Authors: Vi Dinh (POCUS 101 Editor), Abigail Beaven, and Rame Bashir.
Patients with Systolic Heart Failure also known as “Heart Failure with Reduced Ejection Fraction (HFrEF)” will commonly present with shortness of breath, orthopnea, paroxysmal nocturnal dyspnea (PND), exercise intolerance, irregular heartbeats, and edema in the bilateral upper and lower extremities. This is usually accompanied by cardiogenic pulmonary edema and B-lines on ultrasound.
One of the most commonly used surrogates in assessing systolic function in these patients is done by measuring the Left Ventricular Ejection Fraction.
In this post, we will show you the most common qualitative and quantitative approaches to assess Left Ventricular Ejection Fraction (LVEF) using Point of Care Ultrasound (POCUS) to assess the Systolic Function of your patients.
This is an easy and reliable way to assess left ventricular systolic function in patients ranging from symptoms of chest pain, shortness of breath, myocarditis, to the hypotensive crashing patient.
Ejection Fraction Definition
Ejection Fraction (EF) is a percentage of blood pumped by the LV with each contraction. Many factors can affect ejection fraction including preload, afterload, and contractility. A normal EF ranges from 55-69%, and is calculated using the following equation:
Ejection fraction (EF) in percentage is defined as: EF(%) = SV/EDV x 100
Where SV: Stroke Volume and EDV: End Diastolic Volume
Ejection fraction (EF) is basically a percentage, of how much blood the left ventricle pumps out with each contraction. For example, an ejection fraction of 60 percent means that 60 percent of the total amount of blood in the left ventricle is pushed out during each systolic contraction
|Hyperdynamic||Normal||Mildly Reduced||Moderately Reduced||Severely Reduced|
Measuring Ejection Fraction on ultrasound can be approached either qualitatively or quantitatively.
Anatomy and Views
The most common views to assess for left ventricular ejection fraction are the parasternal long axis, parasternal short axis (mid-papillary level), and apical 4 chamber view. The subxiphoid view can also be performed with the parasternal or apical views cannot be obtained. For a complete tutorial on all of the cardiac ultrasound views just click here.

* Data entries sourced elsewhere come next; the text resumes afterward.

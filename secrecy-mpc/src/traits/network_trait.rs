use bytes::{Bytes, BytesMut};
use std::io::Error;

/// Point-to-point transport of one party in the ring.
///
/// Messages are unframed, so every receive names the exact number of bytes
/// it waits for.
#[allow(async_fn_in_trait)]
pub trait NetworkTrait {
    fn get_id(&self) -> usize;
    fn get_num_parties(&self) -> usize;

    fn print_connection_stats(&self, out: &mut impl std::io::Write) -> Result<(), Error>;

    async fn shutdown(self) -> Result<(), Error>;

    async fn send(&mut self, id: usize, data: Bytes) -> Result<(), Error>;
    async fn send_next_id(&mut self, data: Bytes) -> Result<(), Error>;
    async fn send_prev_id(&mut self, data: Bytes) -> Result<(), Error>;

    async fn receive(&mut self, id: usize, len: usize) -> Result<BytesMut, Error>;
    async fn receive_prev_id(&mut self, len: usize) -> Result<BytesMut, Error>;
    async fn receive_next_id(&mut self, len: usize) -> Result<BytesMut, Error>;

    /// One round: send to the predecessor, receive from the successor.
    async fn send_prev_receive_next(&mut self, data: Bytes, len: usize) -> Result<BytesMut, Error> {
        self.send_prev_id(data).await?;
        self.receive_next_id(len).await
    }

    /// One round: send to the successor, receive from the predecessor.
    async fn send_next_receive_prev(&mut self, data: Bytes, len: usize) -> Result<BytesMut, Error> {
        self.send_next_id(data).await?;
        self.receive_prev_id(len).await
    }
}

Here is a brief overview of these views.
Parasternal Long-Axis (PSLA) View
The heart lays in an oblique orientation, with the left ventricle more posterior than the RV. The Parasternal Long Axis View (PSLA) is used to assess LVEF using fractional shortening and E-point septal separation (EPSS). In this view, the LV is positioned below the right ventricle.
Parasternal Short-Axis (PSSA) View
The parasternal short-axis view (PSSA) gives a cross-section of the heart. To measure fractional area shortening, a PSSA view should be obtained at the level of the papillary muscles.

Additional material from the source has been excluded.